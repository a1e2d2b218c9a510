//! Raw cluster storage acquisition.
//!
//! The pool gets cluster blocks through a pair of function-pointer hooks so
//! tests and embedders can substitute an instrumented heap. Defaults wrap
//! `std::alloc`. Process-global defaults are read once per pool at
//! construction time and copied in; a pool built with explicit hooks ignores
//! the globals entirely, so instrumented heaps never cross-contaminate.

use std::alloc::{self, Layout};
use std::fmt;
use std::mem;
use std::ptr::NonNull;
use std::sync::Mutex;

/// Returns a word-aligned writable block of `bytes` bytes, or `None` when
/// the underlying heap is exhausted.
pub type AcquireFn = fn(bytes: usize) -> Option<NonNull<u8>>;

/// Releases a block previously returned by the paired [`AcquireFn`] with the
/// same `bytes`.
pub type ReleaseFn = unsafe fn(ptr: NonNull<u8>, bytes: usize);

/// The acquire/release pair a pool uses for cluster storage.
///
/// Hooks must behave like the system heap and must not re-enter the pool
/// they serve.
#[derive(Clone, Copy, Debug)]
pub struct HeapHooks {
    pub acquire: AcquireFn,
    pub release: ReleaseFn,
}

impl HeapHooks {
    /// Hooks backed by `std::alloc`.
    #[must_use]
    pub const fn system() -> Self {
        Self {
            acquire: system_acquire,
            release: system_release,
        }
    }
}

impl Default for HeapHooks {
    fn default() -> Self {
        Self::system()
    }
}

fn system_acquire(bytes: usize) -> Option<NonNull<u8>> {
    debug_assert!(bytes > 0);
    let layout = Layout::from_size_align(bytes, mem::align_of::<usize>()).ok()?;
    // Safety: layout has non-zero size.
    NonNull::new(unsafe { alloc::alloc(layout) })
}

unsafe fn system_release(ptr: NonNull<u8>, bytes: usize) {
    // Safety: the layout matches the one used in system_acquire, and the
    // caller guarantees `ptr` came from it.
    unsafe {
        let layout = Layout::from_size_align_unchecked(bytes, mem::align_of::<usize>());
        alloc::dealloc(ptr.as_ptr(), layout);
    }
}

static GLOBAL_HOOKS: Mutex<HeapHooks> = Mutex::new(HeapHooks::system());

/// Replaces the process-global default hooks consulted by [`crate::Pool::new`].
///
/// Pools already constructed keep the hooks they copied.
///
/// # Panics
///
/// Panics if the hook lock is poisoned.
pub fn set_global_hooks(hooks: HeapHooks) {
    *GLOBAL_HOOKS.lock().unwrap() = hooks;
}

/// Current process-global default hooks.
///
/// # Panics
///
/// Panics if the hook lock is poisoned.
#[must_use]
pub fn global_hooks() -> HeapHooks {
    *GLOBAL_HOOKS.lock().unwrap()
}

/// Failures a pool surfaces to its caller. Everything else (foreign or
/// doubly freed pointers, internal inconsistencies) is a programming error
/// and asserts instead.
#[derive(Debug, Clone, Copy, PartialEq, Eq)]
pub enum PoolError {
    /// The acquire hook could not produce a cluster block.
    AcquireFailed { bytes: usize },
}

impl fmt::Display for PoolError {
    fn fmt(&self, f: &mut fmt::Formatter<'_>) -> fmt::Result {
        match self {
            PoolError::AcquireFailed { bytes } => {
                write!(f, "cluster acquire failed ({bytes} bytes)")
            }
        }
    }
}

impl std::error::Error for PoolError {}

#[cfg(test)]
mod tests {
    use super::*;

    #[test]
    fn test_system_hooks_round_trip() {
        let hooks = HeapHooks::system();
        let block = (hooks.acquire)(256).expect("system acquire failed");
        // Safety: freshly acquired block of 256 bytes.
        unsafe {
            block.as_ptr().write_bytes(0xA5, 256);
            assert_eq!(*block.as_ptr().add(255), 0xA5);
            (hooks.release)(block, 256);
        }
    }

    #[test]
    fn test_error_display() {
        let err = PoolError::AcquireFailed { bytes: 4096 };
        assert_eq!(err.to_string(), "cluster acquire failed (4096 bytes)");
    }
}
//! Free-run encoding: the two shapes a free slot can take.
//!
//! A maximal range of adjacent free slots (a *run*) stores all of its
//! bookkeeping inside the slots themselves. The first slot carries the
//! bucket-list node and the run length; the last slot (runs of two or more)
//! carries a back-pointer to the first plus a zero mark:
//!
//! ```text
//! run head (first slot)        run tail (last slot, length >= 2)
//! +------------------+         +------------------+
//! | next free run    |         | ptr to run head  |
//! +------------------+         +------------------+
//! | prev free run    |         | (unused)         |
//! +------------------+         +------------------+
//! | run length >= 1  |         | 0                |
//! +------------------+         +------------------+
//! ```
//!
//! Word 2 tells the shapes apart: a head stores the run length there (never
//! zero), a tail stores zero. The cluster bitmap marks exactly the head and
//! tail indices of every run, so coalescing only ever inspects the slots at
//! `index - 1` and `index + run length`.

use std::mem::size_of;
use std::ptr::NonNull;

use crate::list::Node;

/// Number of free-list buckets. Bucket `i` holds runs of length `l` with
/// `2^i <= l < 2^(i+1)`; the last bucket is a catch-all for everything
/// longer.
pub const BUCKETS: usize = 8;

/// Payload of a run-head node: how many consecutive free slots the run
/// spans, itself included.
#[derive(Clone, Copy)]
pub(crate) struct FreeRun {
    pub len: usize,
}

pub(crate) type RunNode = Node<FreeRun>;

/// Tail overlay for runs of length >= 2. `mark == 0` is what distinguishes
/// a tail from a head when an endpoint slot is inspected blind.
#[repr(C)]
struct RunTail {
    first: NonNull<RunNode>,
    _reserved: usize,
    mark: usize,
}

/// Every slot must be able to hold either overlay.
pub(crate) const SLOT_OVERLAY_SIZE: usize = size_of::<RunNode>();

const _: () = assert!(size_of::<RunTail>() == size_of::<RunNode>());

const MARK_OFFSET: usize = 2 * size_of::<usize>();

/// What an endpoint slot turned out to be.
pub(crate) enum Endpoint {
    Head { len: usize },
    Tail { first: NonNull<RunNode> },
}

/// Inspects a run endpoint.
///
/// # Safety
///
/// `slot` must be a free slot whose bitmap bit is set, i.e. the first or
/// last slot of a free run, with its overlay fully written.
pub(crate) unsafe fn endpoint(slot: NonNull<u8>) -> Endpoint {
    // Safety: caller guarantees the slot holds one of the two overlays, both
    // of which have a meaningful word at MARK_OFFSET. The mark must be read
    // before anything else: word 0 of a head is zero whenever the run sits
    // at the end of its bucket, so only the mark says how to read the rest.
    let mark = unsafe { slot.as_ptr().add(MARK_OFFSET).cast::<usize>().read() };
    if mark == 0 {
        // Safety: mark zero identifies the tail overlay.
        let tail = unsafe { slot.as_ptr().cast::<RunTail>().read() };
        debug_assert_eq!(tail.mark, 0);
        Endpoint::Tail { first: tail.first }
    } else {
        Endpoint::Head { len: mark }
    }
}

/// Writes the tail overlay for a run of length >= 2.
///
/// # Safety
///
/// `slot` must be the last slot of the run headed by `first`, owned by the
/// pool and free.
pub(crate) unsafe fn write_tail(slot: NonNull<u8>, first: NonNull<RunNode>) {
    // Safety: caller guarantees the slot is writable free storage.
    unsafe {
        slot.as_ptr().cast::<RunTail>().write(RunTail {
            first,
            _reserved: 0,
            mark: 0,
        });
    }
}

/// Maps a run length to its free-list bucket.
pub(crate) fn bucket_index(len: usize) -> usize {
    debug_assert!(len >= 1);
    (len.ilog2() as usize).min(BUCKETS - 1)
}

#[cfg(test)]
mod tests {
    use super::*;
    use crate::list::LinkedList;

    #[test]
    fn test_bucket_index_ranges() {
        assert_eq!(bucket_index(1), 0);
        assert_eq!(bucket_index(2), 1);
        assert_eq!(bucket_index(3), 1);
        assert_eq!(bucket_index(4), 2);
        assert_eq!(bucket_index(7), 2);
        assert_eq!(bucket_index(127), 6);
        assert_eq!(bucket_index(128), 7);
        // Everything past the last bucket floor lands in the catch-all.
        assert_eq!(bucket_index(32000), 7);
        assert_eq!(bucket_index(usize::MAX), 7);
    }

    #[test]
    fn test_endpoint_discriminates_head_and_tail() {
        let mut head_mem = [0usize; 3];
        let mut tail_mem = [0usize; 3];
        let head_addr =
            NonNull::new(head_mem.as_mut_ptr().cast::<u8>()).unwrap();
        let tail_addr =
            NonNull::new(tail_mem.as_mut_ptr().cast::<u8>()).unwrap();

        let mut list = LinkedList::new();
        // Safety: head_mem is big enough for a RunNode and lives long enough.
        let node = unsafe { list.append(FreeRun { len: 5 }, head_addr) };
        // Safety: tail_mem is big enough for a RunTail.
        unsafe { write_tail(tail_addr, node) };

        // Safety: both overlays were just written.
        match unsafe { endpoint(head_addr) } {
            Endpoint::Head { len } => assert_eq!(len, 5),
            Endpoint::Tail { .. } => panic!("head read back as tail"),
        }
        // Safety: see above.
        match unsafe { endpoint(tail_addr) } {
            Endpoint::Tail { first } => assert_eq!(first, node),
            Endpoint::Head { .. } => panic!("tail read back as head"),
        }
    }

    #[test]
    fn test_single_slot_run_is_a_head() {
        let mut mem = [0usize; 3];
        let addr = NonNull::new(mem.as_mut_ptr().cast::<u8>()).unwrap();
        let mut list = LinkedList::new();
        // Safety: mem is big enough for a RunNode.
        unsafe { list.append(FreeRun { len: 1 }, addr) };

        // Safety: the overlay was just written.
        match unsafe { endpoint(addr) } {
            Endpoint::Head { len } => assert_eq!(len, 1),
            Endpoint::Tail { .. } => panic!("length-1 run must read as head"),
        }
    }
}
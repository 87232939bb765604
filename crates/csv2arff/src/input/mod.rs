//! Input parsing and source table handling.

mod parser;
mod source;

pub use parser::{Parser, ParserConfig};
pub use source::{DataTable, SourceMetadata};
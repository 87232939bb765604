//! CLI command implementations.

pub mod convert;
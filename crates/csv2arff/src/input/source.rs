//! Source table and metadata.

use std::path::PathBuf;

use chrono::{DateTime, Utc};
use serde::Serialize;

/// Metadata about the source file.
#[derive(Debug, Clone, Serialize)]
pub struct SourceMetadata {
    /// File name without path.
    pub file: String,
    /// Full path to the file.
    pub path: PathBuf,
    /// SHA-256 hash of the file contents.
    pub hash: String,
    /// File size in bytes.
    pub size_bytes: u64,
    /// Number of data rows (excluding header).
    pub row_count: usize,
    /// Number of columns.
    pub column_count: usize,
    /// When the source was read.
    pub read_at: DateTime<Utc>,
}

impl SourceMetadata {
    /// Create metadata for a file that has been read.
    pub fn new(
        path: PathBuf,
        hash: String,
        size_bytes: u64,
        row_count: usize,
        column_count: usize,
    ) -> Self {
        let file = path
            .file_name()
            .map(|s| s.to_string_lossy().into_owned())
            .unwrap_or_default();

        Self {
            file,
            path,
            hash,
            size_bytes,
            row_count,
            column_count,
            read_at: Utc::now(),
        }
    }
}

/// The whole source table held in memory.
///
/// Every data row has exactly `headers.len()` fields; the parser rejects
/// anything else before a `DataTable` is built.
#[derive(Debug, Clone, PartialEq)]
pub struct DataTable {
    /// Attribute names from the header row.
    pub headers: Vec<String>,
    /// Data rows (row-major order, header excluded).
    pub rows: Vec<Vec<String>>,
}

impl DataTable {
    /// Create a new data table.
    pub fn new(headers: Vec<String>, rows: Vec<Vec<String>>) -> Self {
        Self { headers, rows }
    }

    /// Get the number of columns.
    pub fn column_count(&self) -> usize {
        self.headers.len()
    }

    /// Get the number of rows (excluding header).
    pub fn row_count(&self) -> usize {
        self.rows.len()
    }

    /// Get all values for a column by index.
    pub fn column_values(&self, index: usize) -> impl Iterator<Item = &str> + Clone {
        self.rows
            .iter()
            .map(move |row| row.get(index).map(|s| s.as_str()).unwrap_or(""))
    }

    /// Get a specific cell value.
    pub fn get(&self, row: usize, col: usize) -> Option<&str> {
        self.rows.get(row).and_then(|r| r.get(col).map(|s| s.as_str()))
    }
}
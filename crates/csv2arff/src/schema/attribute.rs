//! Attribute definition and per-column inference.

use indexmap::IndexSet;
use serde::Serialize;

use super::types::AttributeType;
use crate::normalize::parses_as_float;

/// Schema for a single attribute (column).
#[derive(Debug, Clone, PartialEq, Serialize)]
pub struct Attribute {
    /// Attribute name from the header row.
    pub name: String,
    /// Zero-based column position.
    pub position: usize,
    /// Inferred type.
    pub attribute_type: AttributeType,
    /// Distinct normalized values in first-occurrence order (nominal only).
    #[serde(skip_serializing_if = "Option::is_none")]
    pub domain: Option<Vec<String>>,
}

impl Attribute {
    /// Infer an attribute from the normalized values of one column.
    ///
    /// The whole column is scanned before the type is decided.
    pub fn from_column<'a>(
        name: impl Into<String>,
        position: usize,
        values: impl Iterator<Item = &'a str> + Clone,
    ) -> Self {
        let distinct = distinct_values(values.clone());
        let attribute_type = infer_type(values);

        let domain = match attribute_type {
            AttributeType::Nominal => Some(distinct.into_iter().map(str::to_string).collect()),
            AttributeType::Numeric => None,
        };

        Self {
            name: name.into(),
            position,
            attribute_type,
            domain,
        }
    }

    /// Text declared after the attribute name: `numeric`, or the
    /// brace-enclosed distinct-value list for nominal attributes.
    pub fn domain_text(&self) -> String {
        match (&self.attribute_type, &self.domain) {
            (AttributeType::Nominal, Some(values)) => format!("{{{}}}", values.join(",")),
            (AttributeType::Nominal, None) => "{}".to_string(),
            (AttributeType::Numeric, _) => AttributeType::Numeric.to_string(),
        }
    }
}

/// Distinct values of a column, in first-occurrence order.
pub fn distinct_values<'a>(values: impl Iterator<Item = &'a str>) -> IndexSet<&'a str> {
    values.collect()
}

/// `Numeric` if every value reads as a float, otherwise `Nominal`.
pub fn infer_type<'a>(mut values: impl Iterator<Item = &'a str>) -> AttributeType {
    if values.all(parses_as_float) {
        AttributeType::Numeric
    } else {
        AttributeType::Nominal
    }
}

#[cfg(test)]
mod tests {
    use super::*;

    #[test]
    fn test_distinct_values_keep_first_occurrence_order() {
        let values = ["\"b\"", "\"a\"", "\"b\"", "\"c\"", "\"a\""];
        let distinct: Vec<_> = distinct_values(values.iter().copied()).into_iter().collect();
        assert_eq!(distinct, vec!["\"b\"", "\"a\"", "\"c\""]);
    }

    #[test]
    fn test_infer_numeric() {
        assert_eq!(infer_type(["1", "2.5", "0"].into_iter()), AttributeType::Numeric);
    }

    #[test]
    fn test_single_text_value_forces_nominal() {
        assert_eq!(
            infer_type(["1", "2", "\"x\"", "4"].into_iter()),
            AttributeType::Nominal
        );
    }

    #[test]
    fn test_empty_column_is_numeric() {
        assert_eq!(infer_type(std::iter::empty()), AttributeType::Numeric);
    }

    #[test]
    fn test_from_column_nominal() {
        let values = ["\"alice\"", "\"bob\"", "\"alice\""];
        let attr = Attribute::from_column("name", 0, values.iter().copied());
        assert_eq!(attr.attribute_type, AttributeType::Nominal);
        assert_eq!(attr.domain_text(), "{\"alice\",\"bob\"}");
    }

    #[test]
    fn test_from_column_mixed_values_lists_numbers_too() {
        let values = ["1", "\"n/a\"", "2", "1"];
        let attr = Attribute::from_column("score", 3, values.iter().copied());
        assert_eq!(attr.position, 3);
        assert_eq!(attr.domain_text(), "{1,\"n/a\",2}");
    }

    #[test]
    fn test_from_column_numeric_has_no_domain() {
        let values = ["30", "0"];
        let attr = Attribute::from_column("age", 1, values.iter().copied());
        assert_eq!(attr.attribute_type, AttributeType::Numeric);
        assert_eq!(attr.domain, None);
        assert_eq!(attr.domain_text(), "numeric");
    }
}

++++++++++

Pick every line from the listing holding the string "slots", and copy it.

> Exercise answer:
//! A maximal range of adjacent free slots (a *run*) stores all of its
//! bookkeeping inside the slots themselves. The first slot carries the
//! tail indices of every run, so coalescing only ever inspects the slots at
/// Payload of a run-head node: how many consecutive free slots the run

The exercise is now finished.